● **TASK BRIEF**: Starting with the first line below, reproduce each line exactly until you have included the one bearing "pub mod notifier;".

● **AVAILABLE RECORDS**:
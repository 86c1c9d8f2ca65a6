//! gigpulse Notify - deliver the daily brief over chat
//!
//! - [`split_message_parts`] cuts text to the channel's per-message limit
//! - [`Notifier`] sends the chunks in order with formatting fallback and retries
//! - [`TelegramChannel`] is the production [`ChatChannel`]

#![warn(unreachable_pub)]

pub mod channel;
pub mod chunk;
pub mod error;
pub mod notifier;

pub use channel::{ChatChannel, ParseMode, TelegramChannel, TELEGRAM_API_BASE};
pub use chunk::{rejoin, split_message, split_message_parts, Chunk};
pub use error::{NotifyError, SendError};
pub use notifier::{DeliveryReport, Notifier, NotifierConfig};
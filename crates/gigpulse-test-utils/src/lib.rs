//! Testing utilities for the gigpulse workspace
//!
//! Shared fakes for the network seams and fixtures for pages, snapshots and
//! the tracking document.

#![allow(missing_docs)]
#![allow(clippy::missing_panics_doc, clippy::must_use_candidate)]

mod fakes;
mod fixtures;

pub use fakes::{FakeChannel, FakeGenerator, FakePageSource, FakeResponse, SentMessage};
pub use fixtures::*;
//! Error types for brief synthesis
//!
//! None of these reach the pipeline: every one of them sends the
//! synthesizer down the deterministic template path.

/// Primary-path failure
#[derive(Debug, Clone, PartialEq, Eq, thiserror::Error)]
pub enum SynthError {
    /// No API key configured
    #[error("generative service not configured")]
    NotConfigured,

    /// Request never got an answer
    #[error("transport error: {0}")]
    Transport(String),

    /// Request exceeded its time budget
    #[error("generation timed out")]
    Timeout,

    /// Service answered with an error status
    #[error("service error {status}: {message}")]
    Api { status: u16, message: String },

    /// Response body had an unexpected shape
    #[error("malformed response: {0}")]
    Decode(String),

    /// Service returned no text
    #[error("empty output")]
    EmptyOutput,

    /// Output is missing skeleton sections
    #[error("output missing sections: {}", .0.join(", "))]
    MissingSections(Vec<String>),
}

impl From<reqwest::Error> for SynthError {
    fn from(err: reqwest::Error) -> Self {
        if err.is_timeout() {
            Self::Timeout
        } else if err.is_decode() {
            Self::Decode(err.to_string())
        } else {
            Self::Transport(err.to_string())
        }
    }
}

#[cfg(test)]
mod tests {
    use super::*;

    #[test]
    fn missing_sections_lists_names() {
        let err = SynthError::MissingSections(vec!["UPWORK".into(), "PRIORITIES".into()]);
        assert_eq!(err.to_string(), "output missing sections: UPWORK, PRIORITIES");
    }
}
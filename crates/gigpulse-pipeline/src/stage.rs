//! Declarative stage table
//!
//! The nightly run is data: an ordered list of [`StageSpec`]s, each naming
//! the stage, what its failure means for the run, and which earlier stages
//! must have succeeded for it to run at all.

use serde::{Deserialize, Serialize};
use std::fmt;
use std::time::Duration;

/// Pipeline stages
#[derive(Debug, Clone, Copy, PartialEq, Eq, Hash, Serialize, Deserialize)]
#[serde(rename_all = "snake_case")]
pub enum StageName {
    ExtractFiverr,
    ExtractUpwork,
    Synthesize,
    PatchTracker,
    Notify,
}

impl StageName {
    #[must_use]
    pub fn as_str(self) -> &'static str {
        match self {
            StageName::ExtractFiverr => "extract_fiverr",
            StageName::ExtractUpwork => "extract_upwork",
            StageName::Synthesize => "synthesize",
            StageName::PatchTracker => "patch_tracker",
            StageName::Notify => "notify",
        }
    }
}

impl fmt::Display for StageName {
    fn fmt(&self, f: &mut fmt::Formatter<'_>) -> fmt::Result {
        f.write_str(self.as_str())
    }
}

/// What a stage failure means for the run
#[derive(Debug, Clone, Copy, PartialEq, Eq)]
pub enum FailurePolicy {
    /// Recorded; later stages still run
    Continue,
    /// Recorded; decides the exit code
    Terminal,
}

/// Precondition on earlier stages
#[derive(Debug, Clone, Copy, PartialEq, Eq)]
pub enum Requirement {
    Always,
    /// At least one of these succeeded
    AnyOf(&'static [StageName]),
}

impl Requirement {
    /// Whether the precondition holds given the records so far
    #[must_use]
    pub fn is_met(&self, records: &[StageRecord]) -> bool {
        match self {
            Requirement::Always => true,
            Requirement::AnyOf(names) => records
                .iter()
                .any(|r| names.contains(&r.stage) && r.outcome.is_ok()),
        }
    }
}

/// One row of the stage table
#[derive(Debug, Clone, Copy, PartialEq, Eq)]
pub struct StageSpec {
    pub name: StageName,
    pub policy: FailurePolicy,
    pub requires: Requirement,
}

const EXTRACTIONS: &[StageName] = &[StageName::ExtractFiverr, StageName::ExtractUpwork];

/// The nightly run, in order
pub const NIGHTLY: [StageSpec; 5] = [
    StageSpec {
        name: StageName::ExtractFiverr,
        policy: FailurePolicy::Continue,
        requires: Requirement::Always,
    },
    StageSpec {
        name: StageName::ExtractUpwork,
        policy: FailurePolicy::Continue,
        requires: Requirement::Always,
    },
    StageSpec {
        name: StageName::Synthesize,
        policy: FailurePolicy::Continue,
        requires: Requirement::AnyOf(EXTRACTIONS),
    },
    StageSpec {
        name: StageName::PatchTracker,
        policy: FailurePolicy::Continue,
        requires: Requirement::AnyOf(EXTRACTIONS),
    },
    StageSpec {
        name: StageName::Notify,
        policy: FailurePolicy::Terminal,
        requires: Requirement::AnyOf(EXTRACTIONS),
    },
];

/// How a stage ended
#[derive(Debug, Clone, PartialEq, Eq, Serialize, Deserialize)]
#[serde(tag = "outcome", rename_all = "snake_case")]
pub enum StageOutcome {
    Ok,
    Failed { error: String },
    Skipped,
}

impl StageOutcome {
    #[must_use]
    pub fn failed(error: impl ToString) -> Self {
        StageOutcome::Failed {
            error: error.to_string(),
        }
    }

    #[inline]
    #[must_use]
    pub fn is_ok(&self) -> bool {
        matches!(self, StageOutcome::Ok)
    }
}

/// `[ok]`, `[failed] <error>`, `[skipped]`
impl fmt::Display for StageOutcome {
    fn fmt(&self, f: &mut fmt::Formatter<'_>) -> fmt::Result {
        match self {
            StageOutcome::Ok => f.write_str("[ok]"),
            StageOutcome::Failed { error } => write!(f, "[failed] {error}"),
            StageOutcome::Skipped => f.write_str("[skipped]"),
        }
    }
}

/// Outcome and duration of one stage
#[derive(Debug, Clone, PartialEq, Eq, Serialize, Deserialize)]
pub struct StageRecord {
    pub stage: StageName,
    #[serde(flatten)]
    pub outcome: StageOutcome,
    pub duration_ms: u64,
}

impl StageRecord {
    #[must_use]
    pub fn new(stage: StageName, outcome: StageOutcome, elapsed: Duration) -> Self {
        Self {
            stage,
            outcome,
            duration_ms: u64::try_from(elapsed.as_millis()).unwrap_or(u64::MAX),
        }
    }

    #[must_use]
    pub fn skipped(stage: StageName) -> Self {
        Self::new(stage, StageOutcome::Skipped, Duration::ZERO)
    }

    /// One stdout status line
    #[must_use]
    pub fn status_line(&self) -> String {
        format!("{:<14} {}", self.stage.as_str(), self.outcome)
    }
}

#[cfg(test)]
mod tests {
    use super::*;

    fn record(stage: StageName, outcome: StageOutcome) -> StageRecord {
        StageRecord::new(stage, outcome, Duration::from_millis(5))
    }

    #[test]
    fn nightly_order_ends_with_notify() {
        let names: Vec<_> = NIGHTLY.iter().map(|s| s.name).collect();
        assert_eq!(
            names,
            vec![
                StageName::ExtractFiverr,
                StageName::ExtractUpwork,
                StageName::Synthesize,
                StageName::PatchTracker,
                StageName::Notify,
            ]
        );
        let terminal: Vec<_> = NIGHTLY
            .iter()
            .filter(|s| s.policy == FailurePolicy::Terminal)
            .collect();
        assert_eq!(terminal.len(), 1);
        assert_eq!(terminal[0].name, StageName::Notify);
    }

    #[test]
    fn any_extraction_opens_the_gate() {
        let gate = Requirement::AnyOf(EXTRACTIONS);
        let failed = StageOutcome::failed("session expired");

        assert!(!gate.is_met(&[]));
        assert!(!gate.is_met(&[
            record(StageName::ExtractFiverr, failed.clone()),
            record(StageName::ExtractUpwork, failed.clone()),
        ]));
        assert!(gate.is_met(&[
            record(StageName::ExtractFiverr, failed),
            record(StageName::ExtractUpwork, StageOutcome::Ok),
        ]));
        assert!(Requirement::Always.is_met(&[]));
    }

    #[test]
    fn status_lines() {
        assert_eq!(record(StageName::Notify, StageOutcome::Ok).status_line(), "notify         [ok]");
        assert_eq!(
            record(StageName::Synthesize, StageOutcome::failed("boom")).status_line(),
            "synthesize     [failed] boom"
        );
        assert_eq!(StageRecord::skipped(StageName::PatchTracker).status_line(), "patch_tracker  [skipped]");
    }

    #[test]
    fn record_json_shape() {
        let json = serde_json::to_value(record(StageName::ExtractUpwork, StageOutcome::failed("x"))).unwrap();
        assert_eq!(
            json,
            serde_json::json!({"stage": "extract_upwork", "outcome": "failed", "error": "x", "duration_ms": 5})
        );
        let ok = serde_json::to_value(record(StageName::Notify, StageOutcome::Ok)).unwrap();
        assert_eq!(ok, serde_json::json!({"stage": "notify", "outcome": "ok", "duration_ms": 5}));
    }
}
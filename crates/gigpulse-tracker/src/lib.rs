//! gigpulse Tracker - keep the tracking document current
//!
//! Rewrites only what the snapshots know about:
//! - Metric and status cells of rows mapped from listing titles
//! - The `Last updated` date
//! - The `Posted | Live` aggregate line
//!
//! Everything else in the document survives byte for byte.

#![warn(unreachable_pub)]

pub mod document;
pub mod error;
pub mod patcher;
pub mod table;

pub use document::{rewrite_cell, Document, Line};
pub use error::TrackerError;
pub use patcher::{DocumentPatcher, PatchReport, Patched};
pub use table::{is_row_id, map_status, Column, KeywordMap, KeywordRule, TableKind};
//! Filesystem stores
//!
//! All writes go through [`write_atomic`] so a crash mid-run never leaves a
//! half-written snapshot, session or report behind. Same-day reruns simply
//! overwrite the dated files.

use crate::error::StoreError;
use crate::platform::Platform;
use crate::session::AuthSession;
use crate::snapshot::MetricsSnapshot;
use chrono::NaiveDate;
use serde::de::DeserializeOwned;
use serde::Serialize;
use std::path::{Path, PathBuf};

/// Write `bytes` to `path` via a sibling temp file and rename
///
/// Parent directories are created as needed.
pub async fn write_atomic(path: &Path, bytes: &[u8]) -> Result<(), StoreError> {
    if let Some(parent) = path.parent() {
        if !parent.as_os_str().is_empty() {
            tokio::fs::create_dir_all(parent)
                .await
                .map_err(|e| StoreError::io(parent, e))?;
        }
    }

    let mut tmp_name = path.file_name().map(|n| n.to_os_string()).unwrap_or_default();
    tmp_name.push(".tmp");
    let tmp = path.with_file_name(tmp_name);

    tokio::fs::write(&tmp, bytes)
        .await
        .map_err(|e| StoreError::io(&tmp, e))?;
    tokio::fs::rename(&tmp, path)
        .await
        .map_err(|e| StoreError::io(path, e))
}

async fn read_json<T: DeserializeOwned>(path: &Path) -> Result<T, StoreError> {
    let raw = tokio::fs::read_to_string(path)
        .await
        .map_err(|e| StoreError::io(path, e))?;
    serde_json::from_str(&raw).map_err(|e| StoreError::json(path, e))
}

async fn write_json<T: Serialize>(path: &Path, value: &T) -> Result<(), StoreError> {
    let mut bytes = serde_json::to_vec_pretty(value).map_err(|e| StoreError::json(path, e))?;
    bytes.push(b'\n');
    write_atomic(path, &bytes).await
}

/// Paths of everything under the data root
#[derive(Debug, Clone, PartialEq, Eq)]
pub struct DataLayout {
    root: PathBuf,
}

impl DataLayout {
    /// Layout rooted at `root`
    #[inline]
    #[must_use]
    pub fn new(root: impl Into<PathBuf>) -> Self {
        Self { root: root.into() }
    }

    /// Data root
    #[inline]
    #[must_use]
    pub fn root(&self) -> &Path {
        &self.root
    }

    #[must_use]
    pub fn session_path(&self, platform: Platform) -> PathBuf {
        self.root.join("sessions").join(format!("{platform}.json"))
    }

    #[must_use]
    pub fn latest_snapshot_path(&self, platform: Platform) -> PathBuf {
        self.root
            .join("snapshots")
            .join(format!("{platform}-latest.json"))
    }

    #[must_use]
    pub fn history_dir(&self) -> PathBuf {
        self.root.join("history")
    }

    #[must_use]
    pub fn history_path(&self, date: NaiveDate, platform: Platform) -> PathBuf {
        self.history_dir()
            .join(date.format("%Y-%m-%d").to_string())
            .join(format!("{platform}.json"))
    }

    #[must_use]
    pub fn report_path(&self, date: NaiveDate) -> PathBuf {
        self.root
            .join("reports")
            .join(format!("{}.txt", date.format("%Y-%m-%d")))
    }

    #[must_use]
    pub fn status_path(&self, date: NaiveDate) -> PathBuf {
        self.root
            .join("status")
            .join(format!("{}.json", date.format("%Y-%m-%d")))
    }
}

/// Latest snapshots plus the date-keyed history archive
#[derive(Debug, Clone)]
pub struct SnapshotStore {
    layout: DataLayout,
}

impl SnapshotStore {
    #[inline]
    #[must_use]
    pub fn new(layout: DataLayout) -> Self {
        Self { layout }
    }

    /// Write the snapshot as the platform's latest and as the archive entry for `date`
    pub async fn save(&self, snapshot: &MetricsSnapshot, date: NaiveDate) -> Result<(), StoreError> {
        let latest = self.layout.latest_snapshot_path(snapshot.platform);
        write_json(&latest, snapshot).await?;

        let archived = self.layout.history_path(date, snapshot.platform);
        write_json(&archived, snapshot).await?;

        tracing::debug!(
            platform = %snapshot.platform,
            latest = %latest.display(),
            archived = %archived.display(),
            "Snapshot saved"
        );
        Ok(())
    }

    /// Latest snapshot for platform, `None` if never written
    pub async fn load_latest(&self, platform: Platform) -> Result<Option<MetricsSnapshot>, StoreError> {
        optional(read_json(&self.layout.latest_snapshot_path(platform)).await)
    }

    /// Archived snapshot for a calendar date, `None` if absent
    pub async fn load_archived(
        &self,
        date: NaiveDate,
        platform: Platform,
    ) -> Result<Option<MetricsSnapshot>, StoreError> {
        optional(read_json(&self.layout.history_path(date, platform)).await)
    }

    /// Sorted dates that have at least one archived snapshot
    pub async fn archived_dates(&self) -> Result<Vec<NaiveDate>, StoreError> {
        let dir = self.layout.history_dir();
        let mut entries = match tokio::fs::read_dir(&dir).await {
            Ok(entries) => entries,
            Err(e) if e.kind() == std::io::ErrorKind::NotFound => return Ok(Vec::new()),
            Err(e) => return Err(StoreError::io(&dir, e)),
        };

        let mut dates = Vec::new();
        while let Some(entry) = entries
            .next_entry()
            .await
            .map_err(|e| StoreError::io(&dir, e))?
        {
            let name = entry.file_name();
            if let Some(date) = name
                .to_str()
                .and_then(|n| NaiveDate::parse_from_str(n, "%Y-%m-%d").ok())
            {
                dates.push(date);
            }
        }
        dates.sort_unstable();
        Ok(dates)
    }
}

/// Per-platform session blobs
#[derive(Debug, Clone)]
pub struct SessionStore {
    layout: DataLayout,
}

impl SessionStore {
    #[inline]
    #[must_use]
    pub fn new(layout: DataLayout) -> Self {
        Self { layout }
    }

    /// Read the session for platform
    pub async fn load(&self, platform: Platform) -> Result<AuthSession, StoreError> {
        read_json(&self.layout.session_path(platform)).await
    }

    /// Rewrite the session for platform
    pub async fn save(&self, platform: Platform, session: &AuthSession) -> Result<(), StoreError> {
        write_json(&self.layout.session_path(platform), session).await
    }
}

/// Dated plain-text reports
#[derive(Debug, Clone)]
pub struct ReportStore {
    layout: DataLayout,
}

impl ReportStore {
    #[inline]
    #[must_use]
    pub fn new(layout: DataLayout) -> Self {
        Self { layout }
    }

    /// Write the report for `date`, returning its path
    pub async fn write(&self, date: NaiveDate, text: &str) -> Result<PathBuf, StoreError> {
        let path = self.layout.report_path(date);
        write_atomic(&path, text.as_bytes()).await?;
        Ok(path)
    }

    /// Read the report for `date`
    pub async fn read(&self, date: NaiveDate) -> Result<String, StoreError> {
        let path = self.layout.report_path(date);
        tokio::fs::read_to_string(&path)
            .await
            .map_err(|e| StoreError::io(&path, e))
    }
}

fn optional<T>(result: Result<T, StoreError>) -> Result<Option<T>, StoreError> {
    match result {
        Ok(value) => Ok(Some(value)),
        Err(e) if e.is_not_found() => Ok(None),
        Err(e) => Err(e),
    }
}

● **WRITTEN RESPONSE**:
repository 86c1c9d8f2ca65a6
//! gigpulse Notify - deliver the daily brief over chat
//!
//! - [`split_message_parts`] cuts text to the channel's per-message limit
//! - [`Notifier`] sends the chunks in order with formatting fallback and retries
//! - [`TelegramChannel`] is the production [`ChatChannel`]

#![warn(unreachable_pub)]

pub mod channel;
pub mod chunk;
pub mod error;
pub mod notifier;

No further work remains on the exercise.